Espinosa was not lacking in spirit; one day, with more indifference than anger, he had exchanged two or three punches with a group of fellow-students who were trying to force him to take part in a university demonstration. Owing to an acquiescent nature, he was full of opinions, or habits of mind, that were questionable: Argentina mattered less to him than a fear that in other parts of the world people might think of us as Indians; he worshipped France but despised the French; he thought little of Americans but approved the fact that there were tall buildings, like theirs, in Buenos Aires; he believed the gauchos of the plains to be better riders than those of hill or mountain country. When his cousin Daniel invited him to spend the summer months out at La Colorada, he said yes at once—not because he was really fond of the country but more out of his natural complacency and also because it was easier to say yes than to dream up reasons for saying no.
The ranch’s main
house was big and slightly run down; the quarters of the foreman, whose name
was Gutre, were close by.

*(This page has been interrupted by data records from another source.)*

impl<'a> Evaluator<'a> {
    fn new(dom: &'a Dom) -> Self {
        let order = std::iter::once(Dom::ROOT)
            .chain(dom.descendants(Dom::ROOT))
            .enumerate()
            .map(|(i, n)| (n, i))
            .collect();
        Self { dom, order }
    }

    fn sort_key(&self, item: &Item) -> (usize, usize) {
        let (node, attr) = match item {
            Item::Node(n) => (*n, 0),
            Item::Attr(n, i) => (*n, i + 1),
        };
        let pos = self.order.get(&node).copied().unwrap_or(self.order.len() + node);
        (pos, attr)
    }

    fn document_order(&self, mut items: Vec<Item>) -> Vec<Item> {
        items.sort_by_key(|i| self.sort_key(i));
        items.dedup();
        items
    }

    fn string_value(&self, item: &Item) -> String {
        match item {
            Item::Node(n) => self.dom.text_content(*n),
            Item::Attr(n, i) => self
                .dom
                .element(*n)
                .and_then(|e| e.attrs.get(*i))
                .map(|(_, v)| v.clone())
                .unwrap_or_default(),
        }
    }

    fn to_string(&self, value: &Value) -> String {
        match value {
            Value::Nodes(items) => self
                .document_order(items.clone())
                .first()
                .map(|i| self.string_value(i))
                .unwrap_or_default(),
            Value::Str(s) => s.clone(),
            Value::Num(n) => format_number(*n),
            Value::Bool(b) => b.to_string(),
        }
    }

    fn to_number(&self, value: &Value) -> f64 {
        match value {
            Value::Num(n) => *n,
            Value::Bool(b) => f64::from(u8::from(*b)),
            other => parse_number(&self.to_string(other)),
        }
    }

    fn to_bool(&self, value: &Value) -> bool {
        match value {
            Value::Nodes(items) => !items.is_empty(),
            Value::Str(s) => !s.is_empty(),
            Value::Num(n) => *n != 0.0 && !n.is_nan(),
            Value::Bool(b) => *b,
        }
    }

    fn eval(&self, expr: &Expr, ctx: &Ctx) -> Option<Value> {
        Some(match expr {
            Expr::Or(a, b) => {
                Value::Bool(self.to_bool(&self.eval(a, ctx)?) || self.to_bool(&self.eval(b, ctx)?))
            }
            Expr::And(a, b) => {
                Value::Bool(self.to_bool(&self.eval(a, ctx)?) && self.to_bool(&self.eval(b, ctx)?))
            }
            Expr::Compare(op, a, b) => {
                let left = self.eval(a, ctx)?;
                let right = self.eval(b, ctx)?;
                Value::Bool(self.compare(*op, &left, &right))
            }
            Expr::Add(a, b) => Value::Num(self.to_number(&self.eval(a, ctx)?) + self.to_number(&self.eval(b, ctx)?)),
            Expr::Sub(a, b) => Value::Num(self.to_number(&self.eval(a, ctx)?) - self.to_number(&self.eval(b, ctx)?)),
            Expr::Union(parts) => {
                let mut items = Vec::new();
                for part in parts {
                    match self.eval(part, ctx)? {
                        Value::Nodes(found) => items.extend(found),
                        _ => return None,
                    }
                }
                Value::Nodes(self.document_order(items))
            }
            Expr::Path { absolute, steps } => {
                let start = if *absolute { Item::Node(Dom::ROOT) } else { ctx.item };
                Value::Nodes(self.apply_steps(vec![start], steps)?)
            }
            Expr::Filter { primary, predicates, steps } => {
                let Value::Nodes(items) = self.eval(primary, ctx)? else {
                    return None;
                };
                let mut items = self.document_order(items);
                for predicate in predicates {
                    items = self.filter(items, predicate)?;
                }
                Value::Nodes(self.apply_steps(items, steps)?)
            }
            Expr::Literal(s) => Value::Str(s.clone()),
            Expr::Number(n) => Value::Num(*n),
            Expr::Function(name, args) => self.call(name, args, ctx)?,
        })
    }

    fn apply_steps(&self, mut items: Vec<Item>, steps: &[Step]) -> Option<Vec<Item>> {
        for step in steps {
            let mut next = Vec::new();
            for item in &items {
                let mut candidates: Vec<Item> = self
                    .axis(item, step.axis)
                    .into_iter()
                    .filter(|c| self.node_test(c, step))
                    .collect();
                for predicate in &step.predicates {
                    candidates = self.filter(candidates, predicate)?;
                }
                next.extend(candidates);
            }
            items = self.document_order(next);
        }
        Some(items)
    }

    fn filter(&self, items: Vec<Item>, predicate: &Expr) -> Option<Vec<Item>> {
        let size = items.len();
        let mut kept = Vec::new();
        for (i, item) in items.into_iter().enumerate() {
            let ctx = Ctx {
                item,
                position: i + 1,
                size,
            };
            let keep = match self.eval(predicate, &ctx)? {
                Value::Num(n) => n == (i + 1) as f64,
                other => self.to_bool(&other),
            };
            if keep {
                kept.push(item);
            }
        }
        Some(kept)
    }

    /// Nodes along `axis` in proximity order.
    fn axis(&self, item: &Item, axis: Axis) -> Vec<Item> {
        let dom = self.dom;
        let node = match item {
            Item::Node(n) => *n,
            Item::Attr(owner, _) => {
                return match axis {
                    Axis::SelfAxis => vec![*item],
                    Axis::Parent => vec![Item::Node(*owner)],
                    Axis::Ancestor => std::iter::once(*owner)
                        .chain(dom.ancestors(*owner))
                        .map(Item::Node)
                        .collect(),
                    Axis::AncestorOrSelf => std::iter::once(*item)
                        .chain(std::iter::once(*owner).chain(dom.ancestors(*owner)).map(Item::Node))
                        .collect(),
                    _ => Vec::new(),
                };
            }
        };

        let nodes: Vec<NodeId> = match axis {
            Axis::Child => dom.children(node).to_vec(),
            Axis::Descendant => dom.descendants(node),
            Axis::DescendantOrSelf => std::iter::once(node).chain(dom.descendants(node)).collect(),
            Axis::Parent => dom.parent(node).into_iter().collect(),
            Axis::Ancestor => dom.ancestors(node),
            Axis::AncestorOrSelf => std::iter::once(node).chain(dom.ancestors(node)).collect(),
            Axis::FollowingSibling | Axis::PrecedingSibling => {
                let siblings = dom.parent(node).map(|p| dom.children(p)).unwrap_or(&[]);
                let index = siblings.iter().position(|s| *s == node).unwrap_or(0);
                if axis == Axis::FollowingSibling {
                    siblings.iter().skip(index + 1).copied().collect()
                } else {
                    siblings[..index].iter().rev().copied().collect()
                }
            }
            Axis::SelfAxis => vec![node],
            Axis::Attribute => {
                return dom
                    .element(node)
                    .map(|e| (0..e.attrs.len()).map(|i| Item::Attr(node, i)).collect())
                    .unwrap_or_default();
            }
        };
        nodes.into_iter().map(Item::Node).collect()
    }

    fn node_test(&self, item: &Item, step: &Step) -> bool {
        match item {
            Item::Attr(node, index) => match &step.test {
                NodeTest::Any | NodeTest::Node => true,
                NodeTest::Name(name) => self
                    .dom
                    .element(*node)
                    .and_then(|e| e.attrs.get(*index))
                    .is_some_and(|(k, _)| k == name),
                NodeTest::Text => false,
            },
            Item::Node(node) => match &step.test {
                NodeTest::Node => true,
                NodeTest::Text => self.dom.text(*node).is_some(),
                NodeTest::Any => self.dom.is_element(*node),
                NodeTest::Name(name) => self.dom.tag(*node) == Some(name.as_str()),
            },
        }
    }

    fn compare(&self, op: CmpOp, left: &Value, right: &Value) -> bool {
        match (left, right) {
            (Value::Nodes(a), Value::Nodes(b)) => a.iter().any(|x| {
                let xs = self.string_value(x);
                b.iter().any(|y| self.compare_atoms(op, &Value::Str(xs.clone()), &Value::Str(self.string_value(y))))
            }),
            (Value::Nodes(items), other) => match other {
                Value::Bool(_) => self.compare_atoms(op, &Value::Bool(!items.is_empty()), other),
                _ => items
                    .iter()
                    .any(|i| self.compare_atoms(op, &self.atomize(i, other), other)),
            },
            (other, Value::Nodes(items)) => match other {
                Value::Bool(_) => self.compare_atoms(op, other, &Value::Bool(!items.is_empty())),
                _ => items
                    .iter()
                    .any(|i| self.compare_atoms(op, other, &self.atomize(i, other))),
            },
            _ => self.compare_atoms(op, left, right),
        }
    }

    /// A node's value converted to the type of `like`.
    fn atomize(&self, item: &Item, like: &Value) -> Value {
        let s = self.string_value(item);
        match like {
            Value::Num(_) => Value::Num(parse_number(&s)),
            _ => Value::Str(s),
        }
    }

    fn compare_atoms(&self, op: CmpOp, left: &Value, right: &Value) -> bool {
        match op {
            CmpOp::Eq | CmpOp::Neq => {
                let equal = match (left, right) {
                    (Value::Bool(_), _) | (_, Value::Bool(_)) => self.to_bool(left) == self.to_bool(right),
                    (Value::Num(_), _) | (_, Value::Num(_)) => self.to_number(left) == self.to_number(right),
                    _ => self.to_string(left) == self.to_string(right),
                };
                equal == (op == CmpOp::Eq)
            }
            _ => {
                let (a, b) = (self.to_number(left), self.to_number(right));
                match op {
                    CmpOp::Lt => a < b,
                    CmpOp::Le => a <= b,
                    CmpOp::Gt => a > b,
                    _ => a >= b,
                }
            }
        }
    }

    fn call(&self, name: &str, args: &[Expr], ctx: &Ctx) -> Option<Value> {
        let string_arg = |i: usize| -> Option<String> {
            match args.get(i) {
                Some(arg) => Some(self.to_string(&self.eval(arg, ctx)?)),
                None => Some(self.string_value(&ctx.item)),
            }
        };

        Some(match name {
            "contains" => Value::Bool(string_arg(0)?.contains(&string_arg(1)?)),
            "starts-with" => Value::Bool(string_arg(0)?.starts_with(&string_arg(1)?)),
            "normalize-space" => Value::Str(string_arg(0)?.split_whitespace().collect::<Vec<_>>().join(" ")),
            "string" => Value::Str(string_arg(0)?),
            "string-length" => Value::Num(string_arg(0)?.chars().count() as f64),
            "concat" => {
                let mut out = String::new();
                for i in 0..args.len() {
                    out.push_str(&string_arg(i)?);
                }
                Value::Str(out)
            }
            "translate" => {
                let source = string_arg(0)?;
                let from: Vec<char> = string_arg(1)?.chars().collect();
                let to: Vec<char> = string_arg(2)?.chars().collect();
                Value::Str(
                    source
                        .chars()
                        .filter_map(|c| match from.iter().position(|f| *f == c) {
                            Some(i) => to.get(i).copied(),
                            None => Some(c),
                        })
                        .collect(),
                )
            }
            "not" => Value::Bool(!self.to_bool(&self.eval(&args[0], ctx)?)),
            "boolean" => Value::Bool(self.to_bool(&self.eval(&args[0], ctx)?)),
            "number" => Value::Num(match args.first() {
                Some(arg) => self.to_number(&self.eval(arg, ctx)?),
                None => parse_number(&self.string_value(&ctx.item)),
            }),
            "true" => Value::Bool(true),
            "false" => Value::Bool(false),
            "position" => Value::Num(ctx.position as f64),
            "last" => Value::Num(ctx.size as f64),
            "count" => match self.eval(&args[0], ctx)? {
                Value::Nodes(items) => Value::Num(items.len() as f64),
                _ => return None,
            },
            _ => return None,
        })
    }
}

The Gutres were three: the father, an unusually
uncouth son, and a daughter of uncertain paternity. They were tall, strong, and
bony, and had hair that was on the reddish side and faces that showed traces of
Indian blood. They were barely articulate. The foreman’s wife had died years
before.
There in the
country, Espinosa began learning things he had never known, or even
suspected—for example, that you do not gallop a horse when approaching
settlements, and that you never go out riding except for some special purpose.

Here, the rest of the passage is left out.